6. A basket that contains 2 apples, 3 bananas, 6 oranges, and 4 pears is in the workroom. When Ms. Hutchinson went to the workroom, other workers had already taken 1 banana, 2 oranges, and 1 pear. From the remaining fruit, Ms. Hutchinson randomly took 3 pieces of fruit separately from the basket. If each fruit is equally likely to be chosen, what is the probability that the third piece was an orange if the first two she took were also oranges?

   1. 4/165
   2. 9/11
   3. 4/11
   4. 3/11
   5. 2/9

   Ms. Hutchinson randomly takes the 3 pieces of fruit from the basket, there are 2 apples, 3 -1 = 2 bananas, 6 - 2 = 4 oranges, and 4 - 1 = 3 pears. Assuming that the first 2 pieces of fruit Ms. Hutchinson takes are oranges, there will be 2 apples, 2 bananas, 4 - 2 = 2 oranges, and 3 pears left in the basket when she selects the third piece of fruit. The probability that the third piece of fruit she selects will be an orange is \(\frac{2}{2 + 2 + 2 + 3} = \frac{2}{9}\).
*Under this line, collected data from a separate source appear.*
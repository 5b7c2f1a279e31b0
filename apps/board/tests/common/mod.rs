#![allow(dead_code)]

use std::time::Duration;

use buzzboard::{
    GameConfig, GameState, PresentationHandle, Session,
    api::messages::{DisplayState, GameEvent, HostCommand},
    game::bonus::FixedPicker,
    run_session,
};
use tokio::{sync::mpsc, task::JoinHandle, time::timeout};

pub const SHEET: &str = "\
Category,Value,Question,Answer
SCIENCE,400,What gas do plants absorb?,Carbon dioxide
SCIENCE,200,What planet is red?,Mars
HISTORY,100,Who crossed the Delaware?,Washington
# FinalJeopardy
HISTORY,,Who was first?,Washington
";

/// Long enough that only a stuck driver ever hits it.
const RECV_TIMEOUT: Duration = Duration::from_secs(600);

pub struct TestBoard {
    pub intents: mpsc::Sender<HostCommand>,
    pub events: tokio_mpmc::Receiver<GameEvent>,
    pub driver: JoinHandle<anyhow::Result<Session>>,
}

/// Spawns a driver whose bonus clue is flat id `bonus`, and drains the initial snapshot.
pub async fn start_test_board(config: GameConfig, bonus: usize) -> TestBoard {
    let (intents, intent_rx) = mpsc::channel(32);
    let (event_tx, events) = tokio_mpmc::channel(256);
    let session = Session::with_picker(config, Box::new(FixedPicker(bonus)));
    let driver = tokio::spawn(run_session(
        session,
        intent_rx,
        PresentationHandle::new(event_tx),
    ));

    let board = TestBoard {
        intents,
        events,
        driver,
    };
    board.until_state(GameState::Board).await;
    board
}

/// A board with [`SHEET`] loaded and the bonus on HISTORY/100.
pub async fn start_loaded_board(config: GameConfig) -> TestBoard {
    let board = start_test_board(config, 2).await;
    board
        .send(HostCommand::LoadSource {
            text: SHEET.to_string(),
        })
        .await;
    board.until_state(GameState::Board).await;
    board
}

impl TestBoard {
    pub async fn send(&self, cmd: HostCommand) {
        self.intents.send(cmd).await.expect("driver stopped");
    }

    pub async fn next_event(&self) -> GameEvent {
        timeout(RECV_TIMEOUT, self.events.recv())
            .await
            .expect("Timed out waiting for an event")
            .expect("Event channel failed")
            .expect("Event channel closed")
    }

    /// Collects events until a snapshot in `state` arrives. Returns the events before it and the snapshot.
    pub async fn until_state(&self, state: GameState) -> (Vec<GameEvent>, DisplayState) {
        let mut seen = vec![];
        loop {
            match self.next_event().await {
                GameEvent::StateChanged(display) if display.state == state => {
                    return (seen, *display);
                }
                other => seen.push(other),
            }
        }
    }

    /// Sends a command and returns the events it produced, up to its snapshot.
    pub async fn act(&self, cmd: HostCommand, expect: GameState) -> (Vec<GameEvent>, DisplayState) {
        self.send(cmd).await;
        self.until_state(expect).await
    }

    /// Closes the intent channel and hands back the session the driver ended with.
    pub async fn finish(self) -> Session {
        drop(self.intents);
        self.driver
            .await
            .expect("driver panicked")
            .expect("driver failed")
    }
}

pub fn no_reveal_delay() -> GameConfig {
    GameConfig::default().with_reveal_delay(None)
}
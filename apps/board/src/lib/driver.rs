use tokio::{
    sync::mpsc,
    time::{Instant, sleep_until},
};

use crate::{
    api::messages::HostCommand,
    game::{GameState, session::Session},
    host::PresentationHandle,
};

/// Runs a session on the current task until the intent channel closes.
///
/// Host intents are applied one at a time. While the answer is on screen a
/// deadline is armed to return to the board; any host intent disarms it before
/// it is applied, and it is re-armed only if the session is still showing an
/// answer afterwards.
#[tracing::instrument(name = "session_driver", skip_all)]
pub async fn run_session(
    mut session: Session,
    mut intents: mpsc::Receiver<HostCommand>,
    presenter: PresentationHandle,
) -> anyhow::Result<Session> {
    let reveal_delay = session.config().answer_reveal_delay;
    let mut reveal_deadline: Option<Instant> = None;

    presenter.dispatch(session.scores_changed()).await?;
    presenter.dispatch(session.state_changed()).await?;

    loop {
        tokio::select! {
            cmd = intents.recv() => {
                let Some(cmd) = cmd else { break };
                if reveal_deadline.take().is_some() {
                    tracing::trace!(intent = ?cmd.intent(), "Host acted, auto-advance cancelled");
                }
                tracing::debug!(intent = ?cmd.intent(), state = ?session.state(), "Host intent");

                let response = session.handle_command(&cmd);
                if !response.is_empty() {
                    presenter.dispatch(response).await?;
                }
            }
            _ = sleep_until(reveal_deadline.unwrap_or_else(Instant::now)), if reveal_deadline.is_some() => {
                reveal_deadline = None;
                if session.state() == GameState::AnswerReveal {
                    tracing::debug!("Answer reveal elapsed, returning to board");
                    let response = session.handle_command(&HostCommand::AcknowledgeAnswer);
                    presenter.dispatch(response).await?;
                }
            }
        }

        if let Some(delay) = reveal_delay {
            if reveal_deadline.is_none() && session.state() == GameState::AnswerReveal {
                reveal_deadline = Some(Instant::now() + delay);
            }
        }
    }

    tracing::info!(game_id = ?session.game_id(), "Intent channel closed, session ending");
    Ok(session)
}
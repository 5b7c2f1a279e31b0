//! Buzzboard
//!
//! The engine behind a host-operated trivia board: three contestants, a grid
//! of categories and dollar values, one hidden bonus clue, and an optional
//! wagered final round.
//!
//! # Game Flow
//!
//! 1. **Loading**: The host loads a comma-delimited clue sheet
//! 2. **Board**: The host opens a clue; the bonus clue asks for a wager first
//! 3. **Buzzing**: The host records who buzzed and judges each response
//! 4. **Scoring**: Values are added or deducted; a miss lets the others try
//! 5. **Final round**: Contestants wager lowest score first, then a champion is named
//!
//! # Modules
//!
//! - [`api`] - Host intents and presentation events
//! - [`game`] - Parsing, the board, and the round state machine
//! - [`ledger`] - Contestants and scores
//! - [`driver`] - Async loop feeding intents to a session
//! - [`host`] - Outbound channel to the presentation layer

pub mod api;
pub mod config;
pub mod driver;
pub mod error;
pub mod game;
pub mod host;
pub mod ledger;

pub use config::GameConfig;
pub use driver::run_session;
pub use error::GameError;
pub use game::{GameState, Verdict, session::Session};
pub use host::PresentationHandle;
pub use ledger::{Contestant, ContestantId, ROSTER_SIZE, Standing};
use std::path::PathBuf;

use serde::{Deserialize, Serialize};

use crate::{
    game::{GameState, Verdict, session::GameId},
    ledger::{Contestant, ContestantId, Standing},
};

/// Host intents, as sent by the presentation layer.
#[derive(Serialize, Deserialize, Clone, Debug, PartialEq)]
#[serde(tag = "type")]
pub enum HostCommand {
    LoadSource {
        text: String,
    },
    LoadFile {
        path: PathBuf,
    },
    ResetGame,
    SetContestantName {
        contestant: ContestantId,
        name: String,
    },
    AdjustScore {
        contestant: ContestantId,
        score: i64,
    },
    OpenClue {
        #[serde(rename = "categoryIndex")]
        category_index: usize,
        row: usize,
    },
    SubmitBonusWager {
        contestant: ContestantId,
        wager: String,
    },
    CancelBonus,
    Buzz {
        contestant: ContestantId,
    },
    NoBuzz,
    Judge {
        verdict: Verdict,
    },
    Pass,
    AcknowledgeAnswer,
    RequestFinalRound,
    FinalReady,
    SubmitFinalWager {
        contestant: ContestantId,
        wager: String,
    },
    SubmitFinalJudgment {
        contestant: ContestantId,
        verdict: Verdict,
    },
}

/// The kind of a [`HostCommand`], without its payload.
#[derive(Serialize, Deserialize, Clone, Copy, Debug, PartialEq, Eq)]
#[serde(rename_all = "camelCase")]
pub enum Intent {
    LoadSource,
    LoadFile,
    ResetGame,
    SetContestantName,
    AdjustScore,
    OpenClue,
    SubmitBonusWager,
    CancelBonus,
    Buzz,
    NoBuzz,
    Judge,
    Pass,
    AcknowledgeAnswer,
    RequestFinalRound,
    FinalReady,
    SubmitFinalWager,
    SubmitFinalJudgment,
}

impl HostCommand {
    pub fn intent(&self) -> Intent {
        match self {
            Self::LoadSource { .. } => Intent::LoadSource,
            Self::LoadFile { .. } => Intent::LoadFile,
            Self::ResetGame => Intent::ResetGame,
            Self::SetContestantName { .. } => Intent::SetContestantName,
            Self::AdjustScore { .. } => Intent::AdjustScore,
            Self::OpenClue { .. } => Intent::OpenClue,
            Self::SubmitBonusWager { .. } => Intent::SubmitBonusWager,
            Self::CancelBonus => Intent::CancelBonus,
            Self::Buzz { .. } => Intent::Buzz,
            Self::NoBuzz => Intent::NoBuzz,
            Self::Judge { .. } => Intent::Judge,
            Self::Pass => Intent::Pass,
            Self::AcknowledgeAnswer => Intent::AcknowledgeAnswer,
            Self::RequestFinalRound => Intent::RequestFinalRound,
            Self::FinalReady => Intent::FinalReady,
            Self::SubmitFinalWager { .. } => Intent::SubmitFinalWager,
            Self::SubmitFinalJudgment { .. } => Intent::SubmitFinalJudgment,
        }
    }
}

/// Notifications for the presentation layer.
#[derive(Serialize, Clone, Debug, PartialEq)]
#[serde(tag = "type")]
pub enum GameEvent {
    StateChanged(Box<DisplayState>),
    ScoresChanged {
        roster: Vec<Contestant>,
    },
    LoadFailed {
        reason: String,
    },
    /// Dismissable information for the host.
    Notice {
        message: String,
    },
    /// An intent the engine refused. Nothing changed.
    Rejected {
        intent: Intent,
        reason: String,
    },
}

/// Everything needed to draw the current screen.
#[derive(Serialize, Clone, Debug, PartialEq)]
pub struct DisplayState {
    #[serde(rename = "gameId")]
    pub game_id: Option<GameId>,
    pub state: GameState,
    pub board: Vec<BoardColumn>,
    pub contestants: Vec<Contestant>,
    #[serde(rename = "activeClue")]
    pub active_clue: Option<ActiveClueView>,
    #[serde(rename = "finalRound")]
    pub final_round: Option<FinalRoundView>,
    pub standing: Option<Standing>,
}

#[derive(Serialize, Clone, Debug, PartialEq)]
pub struct BoardColumn {
    pub title: String,
    pub cells: Vec<BoardCell>,
}

#[derive(Serialize, Clone, Debug, PartialEq)]
pub struct BoardCell {
    pub value: i64,
    pub consumed: bool,
}

#[derive(Serialize, Clone, Debug, PartialEq)]
pub struct ActiveClueView {
    pub category: String,
    pub value: i64,
    pub question: String,
    /// Only filled once the answer is revealed.
    pub answer: Option<String>,
    #[serde(rename = "isBonus")]
    pub is_bonus: bool,
    /// Contestant currently being judged.
    pub responder: Option<ContestantId>,
    /// Contestants who already missed this clue.
    pub attempted: Vec<ContestantId>,
}

#[derive(Serialize, Clone, Debug, PartialEq)]
pub struct FinalRoundView {
    pub category: String,
    pub question: Option<String>,
    pub answer: Option<String>,
    pub order: Vec<ContestantId>,
    pub current: Option<ContestantId>,
    pub wagers: Vec<Option<i64>>,
    pub skipped: Vec<ContestantId>,
    /// Descending by score, once results are in.
    pub ranking: Option<Vec<ContestantId>>,
}
//! Exact factorials, permutations, combinations and derangements.
//!
//! The crate root exposes the arbitrary-precision versions; [`reference`]
//! holds the native `u64` versions.

mod combination;
mod derangement;
mod engine;
mod factorial;
mod operand;
mod permutation;
pub mod reference;
mod util;

pub use derangement::{alternating_series, DerangementMethod};
pub use engine::Engine;
pub use factorial::FactorialMethod;
pub use operand::Operand;
pub use util::{BigInt, BigRatio, BigUint, Error, Reason, Result};

/// Largest operand accepted by [`Engine::default`].
pub const DEFAULT_MAX_INPUT: u64 = 100_000;

/// `n!`.
pub fn bfact<N>(n: N) -> Result<BigUint>
where
    N: Operand,
{
    Engine::default().factorial(n)
}

/// Ordered arrangements of `k` items out of `n`.
pub fn bperm<N, K>(n: N, k: K, with_repetition: bool) -> Result<BigUint>
where
    N: Operand,
    K: Operand,
{
    Engine::default().permutation(n, k, with_repetition)
}

/// Unordered selections of `k` items out of `n`.
pub fn bcomb<N, K>(n: N, k: K, with_repetition: bool) -> Result<BigUint>
where
    N: Operand,
    K: Operand,
{
    Engine::default().combination(n, k, with_repetition)
}

/// `!n`, permutations of `n` items that leave no item in place.
pub fn bderange<N>(n: N) -> Result<BigUint>
where
    N: Operand,
{
    Engine::default().derangement(n)
}
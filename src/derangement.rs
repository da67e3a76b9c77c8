use log::trace;
use num::bigint::Sign;
use num::traits::One;

use crate::factorial::FactorialMethod;
use crate::util::{exact_div, BigInt, BigRatio, BigUint};

#[derive(Clone, Copy, Debug, Default, PartialEq, Eq, Hash)]
pub enum DerangementMethod {
    /// `n! * sum_{j=0..n} (-1)^j / j!`, summed as an exact rational.
    #[default]
    Series,
    /// `!n = n * !(n - 1) + (-1)^n`.
    Recurrence,
}

impl DerangementMethod {
    #[must_use]
    pub fn eval(self, n: u64, factorial: FactorialMethod) -> BigUint {
        match self {
            DerangementMethod::Series => by_series(n, factorial),
            DerangementMethod::Recurrence => by_recurrence(n),
        }
    }
}

/// Partial sum `sum_{j=0..n} (-1)^j / j!`.
///
/// The sum is held unreduced over the common denominator `j!`: adding the
/// term `(-1)^j / j!` to `a / (j - 1)!` gives `(a j + (-1)^j) / j!`.
#[must_use]
pub fn alternating_series(n: u64) -> BigRatio {
    let mut numer = BigInt::one();
    let mut denom = BigInt::one();
    for j in 1..=n {
        numer *= j;
        denom *= j;
        if j % 2 == 0 {
            numer += 1u32;
        } else {
            numer -= 1u32;
        }
    }
    BigRatio::new_raw(numer, denom)
}

fn by_series(n: u64, factorial: FactorialMethod) -> BigUint {
    let sum = alternating_series(n);
    trace!(
        "derangement series for n={n}: numerator {} bits, denominator {} bits",
        sum.numer().bits(),
        sum.denom().bits()
    );
    let scaled = sum.numer() * BigInt::from(factorial.eval(n));
    let (sign, value) = exact_div(scaled, sum.denom()).into_parts();
    debug_assert_ne!(sign, Sign::Minus);
    value
}

fn by_recurrence(n: u64) -> BigUint {
    let mut value = BigUint::one();
    for j in 1..=n {
        value *= j;
        if j % 2 == 0 {
            value += 1u32;
        } else {
            // j * !(j - 1) is at least 1 for odd j.
            value -= 1u32;
        }
    }
    value
}
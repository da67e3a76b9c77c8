use std::fmt::Display;

use itertools::Itertools;
use num::integer::Integer;
use num::traits::{One, Zero};
use thiserror::Error;

pub type BigRatio = num::BigRational;
pub type BigInt = num::BigInt;
pub type BigUint = num::BigUint;

pub type Result<T> = ::core::result::Result<T, Error>;

#[derive(Clone, Debug, PartialEq, Eq, Error)]
pub enum Error {
    #[error("invalid input `{name}`: {reason}")]
    InvalidInput { name: &'static str, reason: Reason },
    #[error("overflow in native arithmetic")]
    Overflow,
}

#[derive(Clone, Copy, Debug, PartialEq, Eq, Hash, Error)]
pub enum Reason {
    #[error("value is missing")]
    Missing,
    #[error("value is negative")]
    Negative,
    #[error("value is not a whole number")]
    NotInteger,
    #[error("value exceeds the input limit {limit}")]
    TooLarge { limit: u64 },
}

impl Error {
    pub fn invalid_input(name: &'static str, reason: Reason) -> Self {
        Error::InvalidInput { name, reason }
    }
}

/// Product of `lo..=hi`, multiplied as a balanced tree so both operands of
/// every multiplication have similar size. Empty ranges give 1.
#[must_use]
pub fn range_product(lo: u64, hi: u64) -> BigUint {
    (lo..=hi)
        .map(BigUint::from)
        .tree_reduce(|a, b| a * b)
        .unwrap_or_else(BigUint::one)
}

/// `dividend / divisor` where the caller knows the division is exact.
#[must_use]
pub fn exact_div<T>(dividend: T, divisor: &T) -> T
where
    T: Integer + Display,
{
    if divisor.is_one() {
        return dividend;
    }
    let (quotient, remainder) = dividend.div_rem(divisor);
    debug_assert!(
        remainder.is_zero(),
        "inexact division leaves remainder {remainder}"
    );
    quotient
}
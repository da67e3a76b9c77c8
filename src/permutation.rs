use num::traits::{Pow, Zero};

use crate::factorial::FactorialMethod;
use crate::util::{exact_div, BigUint};

/// Ordered arrangements of `k` out of `n`.
///
/// With repetition this is `n^k` (so `0^0 = 1`); without it is
/// `n! / (n - k)!`, which is zero once `k > n`.
#[must_use]
pub fn permutation(n: u64, k: u64, repetition: bool, method: FactorialMethod) -> BigUint {
    if repetition {
        return Pow::pow(BigUint::from(n), k);
    }
    if k > n {
        return BigUint::zero();
    }
    exact_div(method.eval(n), &method.eval(n - k))
}
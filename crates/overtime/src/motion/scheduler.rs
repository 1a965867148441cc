// motion/scheduler.rs
//
// Motion scheduler — owns the three category registries, the id counter and
// the clock. Entities are reached only through a TransformSurface.
//
// Usage:
//   let mut motion = MotionScheduler::new(SchedulerConfig::default());
//   let id = motion.move_to(&scene, entity_id, Vec3::new(10.0, 0.0, 0.0), 1000.0);
//   motion.tick(dt, &mut scene);  // once per frame
//   motion.cancel_move(id);

use glam::{Quat, Vec3};
use crate::api::config::SchedulerConfig;
use crate::api::types::{CancelTarget, EntityId, MotionCategory, MotionId};
use crate::core::surface::TransformSurface;
use crate::core::time::MotionClock;
use super::registry::MotionRegistry;
use super::task::{MotionTarget, MotionTask};

/// Scale/move/rotate scheduler. One per world, owned by whoever drives frames.
#[derive(Debug)]
pub struct MotionScheduler {
    pub(super) scaling: MotionRegistry,
    pub(super) moving: MotionRegistry,
    pub(super) rotating: MotionRegistry,
    pub(super) clock: MotionClock,
    next_id: u64,
    /// Ids of tasks that completed naturally, to be polled.
    pub(super) completed: Vec<MotionId>,
}

impl MotionScheduler {
    pub fn new(config: SchedulerConfig) -> Self {
        Self::with_clock(MotionClock::new(config.clock), &config)
    }

    /// Create a scheduler with an explicit clock (e.g. a host-provided wall source).
    pub fn with_clock(clock: MotionClock, config: &SchedulerConfig) -> Self {
        Self {
            scaling: MotionRegistry::with_capacity(config.registry_capacity),
            moving: MotionRegistry::with_capacity(config.registry_capacity),
            rotating: MotionRegistry::with_capacity(config.registry_capacity),
            clock,
            next_id: 0,
            completed: Vec::new(),
        }
    }

    pub fn clock(&self) -> &MotionClock {
        &self.clock
    }

    pub(super) fn registry(&self, category: MotionCategory) -> &MotionRegistry {
        match category {
            MotionCategory::Scale => &self.scaling,
            MotionCategory::Move => &self.moving,
            MotionCategory::Rotate => &self.rotating,
        }
    }

    pub(super) fn registry_mut(&mut self, category: MotionCategory) -> &mut MotionRegistry {
        match category {
            MotionCategory::Scale => &mut self.scaling,
            MotionCategory::Move => &mut self.moving,
            MotionCategory::Rotate => &mut self.rotating,
        }
    }

    // -- Starting --

    /// Start a motion on `owner`, replacing any motion of the same category.
    ///
    /// The motion begins at the owner's current value, so restarting mid-flight
    /// continues from wherever the entity is now. A `duration_ms` of zero or
    /// less snaps to the target on the next tick.
    pub fn start<S: TransformSurface + ?Sized>(
        &mut self,
        surface: &S,
        owner: EntityId,
        target: MotionTarget,
        duration_ms: f64,
    ) -> MotionId {
        let category = target.category();
        self.cancel(owner, category);

        let path = target.path_from(surface, owner);

        self.next_id += 1;
        let id = MotionId(self.next_id);

        let now = self.clock.now_ms();
        self.registry_mut(category)
            .add(MotionTask::new(id, owner, category, path, now, duration_ms));

        log::debug!(
            "{} {:?} started on {:?} for {}ms",
            category.name(),
            id,
            owner,
            duration_ms
        );
        id
    }

    /// Scale `owner` to `scale` over `duration_ms`.
    pub fn scale_to<S: TransformSurface + ?Sized>(
        &mut self,
        surface: &S,
        owner: EntityId,
        scale: Vec3,
        duration_ms: f64,
    ) -> MotionId {
        self.start(surface, owner, MotionTarget::Scale(scale), duration_ms)
    }

    /// Move `owner` to `pos` over `duration_ms`.
    pub fn move_to<S: TransformSurface + ?Sized>(
        &mut self,
        surface: &S,
        owner: EntityId,
        pos: Vec3,
        duration_ms: f64,
    ) -> MotionId {
        self.start(surface, owner, MotionTarget::Move(pos), duration_ms)
    }

    /// Rotate `owner` to `rotation` over `duration_ms`.
    pub fn rotate_to<S: TransformSurface + ?Sized>(
        &mut self,
        surface: &S,
        owner: EntityId,
        rotation: Quat,
        duration_ms: f64,
    ) -> MotionId {
        self.start(surface, owner, MotionTarget::Rotate(rotation), duration_ms)
    }

    // -- Cancelling --

    /// Remove the task matching `target` from one category.
    ///
    /// The entity keeps whatever value was last written. Unknown ids/owners
    /// are a no-op. Returns whether a task was removed.
    pub fn cancel(&mut self, target: impl Into<CancelTarget>, category: MotionCategory) -> bool {
        let target = target.into();
        let registry = self.registry_mut(category);
        let index = registry.rposition(|t| match target {
            CancelTarget::Id(id) => t.id == id,
            CancelTarget::Owner(owner) => t.owner == owner,
        });

        match index.and_then(|i| registry.remove_at(i)) {
            Some(task) => {
                log::debug!("{} {:?} cancelled on {:?}", category.name(), task.id, task.owner);
                true
            }
            None => false,
        }
    }

    pub fn cancel_scale(&mut self, target: impl Into<CancelTarget>) -> bool {
        self.cancel(target, MotionCategory::Scale)
    }

    pub fn cancel_move(&mut self, target: impl Into<CancelTarget>) -> bool {
        self.cancel(target, MotionCategory::Move)
    }

    pub fn cancel_rotate(&mut self, target: impl Into<CancelTarget>) -> bool {
        self.cancel(target, MotionCategory::Rotate)
    }

    /// Drop every task of `owner` in all categories (e.g. on despawn).
    /// Returns the number of tasks removed.
    pub fn remove_owner(&mut self, owner: EntityId) -> usize {
        MotionCategory::ALL
            .iter()
            .map(|&c| self.registry_mut(c).remove_where(|t| t.owner == owner))
            .sum()
    }

    // -- Queries --

    /// All in-flight tasks of one category, in sweep order.
    pub fn tasks(&self, category: MotionCategory) -> &[MotionTask] {
        self.registry(category).all()
    }

    /// Look up a task by id in any category.
    pub fn get(&self, id: MotionId) -> Option<&MotionTask> {
        MotionCategory::ALL
            .iter()
            .find_map(|&c| self.registry(c).iter().find(|t| t.id == id))
    }

    /// Whether `owner` has an in-flight task in `category`.
    pub fn is_animating(&self, owner: EntityId, category: MotionCategory) -> bool {
        self.registry(category).iter().any(|t| t.owner == owner)
    }

    /// Number of completion ids waiting for `drain_completed`.
    pub fn pending_completed(&self) -> usize {
        self.completed.len()
    }

    /// Drain ids of tasks that completed naturally since the last drain.
    pub fn drain_completed(&mut self) -> impl Iterator<Item = MotionId> + '_ {
        self.completed.drain(..)
    }

    /// Number of in-flight tasks across all categories.
    pub fn len(&self) -> usize {
        self.scaling.len() + self.moving.len() + self.rotating.len()
    }

    /// Whether no task is in flight.
    pub fn is_empty(&self) -> bool {
        self.len() == 0
    }

    /// Drop all tasks and pending completion events. The id counter keeps going.
    pub fn clear(&mut self) {
        self.scaling.clear();
        self.moving.clear();
        self.rotating.clear();
        self.completed.clear();
    }
}

impl Default for MotionScheduler {
    fn default() -> Self {
        Self::new(SchedulerConfig::default())
    }
}
use serde::{Deserialize, Serialize};

/// Where the scheduler reads "now" from.
#[derive(Debug, Clone, Copy, PartialEq, Eq, Default, Serialize, Deserialize)]
#[serde(rename_all = "snake_case")]
pub enum ClockMode {
    /// Milliseconds since the Unix epoch. Frame delta is ignored.
    #[default]
    Wall,
    /// Milliseconds accumulated from the host's frame delta.
    /// Deterministic: no progress while the host stops ticking.
    Frame,
}

/// Configuration for the scheduler, usually provided by the host.
#[derive(Debug, Clone, PartialEq, Serialize, Deserialize)]
#[serde(default)]
pub struct SchedulerConfig {
    /// Time source for task start/end stamps (default: wall clock).
    pub clock: ClockMode,
    /// Initial capacity of each category registry (default: 64).
    pub registry_capacity: usize,
    /// Initial entity capacity of the hosted scene (default: 256).
    pub scene_capacity: usize,
}

impl Default for SchedulerConfig {
    fn default() -> Self {
        Self {
            clock: ClockMode::Wall,
            registry_capacity: 64,
            scene_capacity: 256,
        }
    }
}

impl SchedulerConfig {
    /// Parse a config from a JSON string. Missing fields take their defaults.
    pub fn from_json(json: &str) -> Result<Self, serde_json::Error> {
        serde_json::from_str(json)
    }

    /// Config using the accumulated frame clock.
    pub fn frame_clock() -> Self {
        Self {
            clock: ClockMode::Frame,
            ..Self::default()
        }
    }
}

#[cfg(test)]
mod tests {
    use super::*;

    #[test]
    fn parse_partial_config() {
        let config = SchedulerConfig::from_json(r#"{ "clock": "frame" }"#).unwrap();
        assert_eq!(config.clock, ClockMode::Frame);
        assert_eq!(config.registry_capacity, 64);
        assert_eq!(config.scene_capacity, 256);
    }

    #[test]
    fn empty_object_is_default() {
        let config = SchedulerConfig::from_json("{}").unwrap();
        assert_eq!(config, SchedulerConfig::default());
    }

    #[test]
    fn rejects_unknown_clock() {
        assert!(SchedulerConfig::from_json(r#"{ "clock": "sundial" }"#).is_err());
    }
}
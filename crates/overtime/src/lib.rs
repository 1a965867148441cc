pub mod api;
pub mod core;
pub mod components;
pub mod motion;

// Re-export key types at crate root for convenience
pub use api::config::{ClockMode, SchedulerConfig};
pub use api::types::{CancelTarget, EntityId, MotionCategory, MotionId};
pub use components::entity::Entity;
pub use core::scene::Scene;
pub use core::surface::TransformSurface;
pub use core::time::MotionClock;
pub use motion::{
    MotionScheduler, MotionRegistry, MotionTask, MotionTarget,
    MotionPath, MotionValue, lerp_vec3,
};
7. 1.02 - 0.20 + ? = 0.842

   1. 0.222
   2. 232
   3. 2
   4. 0.022
   5. 0.012

   1.02 - 0.20 + ? = 0.842
   0.82 + ? = 0.842
   ? = 0.842 - 0.82 = 0.022

8. 42.98 + ? = 107.87

   1. 64.89
   2. 65.89
   3. 64.98
   4. 65.81
   5. 63.89

   ? = 107.87 - 42.98 = 64.89

9. 
   In the figure above, AB is one edge of a cube. If AB equals 5, what is the surface area of the cube?

   1. 25
   2. 100
   3. 125
   4. 150
   5. 300

   Since one edge of the cube is 5, all edges equal 5. Therefore, the area of one face of the cube is:
   5 × 5 = 25
   Since a cube has 6 equal faces, its surface area will be:
   6 × 25 = 150

10. A primary school had an enrollment of 850 pupils in January 1970. In January 1980 the enrollment was 1,120. What was the percentage increase for the enrollment?

    1. 31.76%
    2. 33.50%
    3. 30.65%
    4. 34.76%
    5. 30.55%

    Percentage increase for the enrollment = \(1120 - 850 \over 850\) × 100 = 31.76

11. A shop owner blends three types of coffees, A, B and C, in the ratio 3:5:7. Given that type A coffee costs $ 70 per kg, type B coffee costs $ 100 per kg and type C coffee costs $ 130 per kg, calculate the cost per kg of the blended mixture.

    1. $ 106
    2. $ 108
    3. $ 109
    4. $ 110
    5. $ 105

    Cost per kg = 70 x 1/5 + 100 x 1/3 + 130 x 7/15 = $ 108 per kg

12. A fruit-seller has 120 oranges. Given that he has 20% more apples than oranges and 40% less oranges than pears, find the number of apples and the number of pears the fruit seller has.

    1. 144, 200
    2. 148, 380
    3. 149, 220
    4. 140, 190
    5. 142, 190

    No. of apples = 120 + 20% of 120 = 120 + 0.2 × 120 = 144
    
    Let x = No. of pears
    x - 40% of x = 120
    x - 0.4x = 120
    0.6x = 120
    x = \(120 \over 0.6\) = 200
    Hence, no. of pears = 200

13. A man is 5 times as old as his son. 2 years ago the sum of the squares of their ages was 1114. Find the present age of son.

    1. 7 years
    2. 9 years
    3. 8 years
    4. 8 1/2 years
    5. 6 years

    Let son's age = x, then
    father's age = 5x
    As before 2 years ago the sum of the squares of their ages was 1114, the equation becomes as
    \((x - 2)^2 + (5x - 2)^2 = 1114 \)
    By simplifying the equation, we have
    \(13x^2 -12x -553 = 0\)
    Now solving the equation, we have
    \(13x^2 - 12x - 553 = 0\)
    \(13x^2 - 91x + 79x -553 = 0\)
    13x(x - 7) + 79(x - 7) = 0
    (x - 7)(13x + 79) = 0
    x = 7 and x = -6.077
    As age could not be negative, hence the present age of the son is 7 years.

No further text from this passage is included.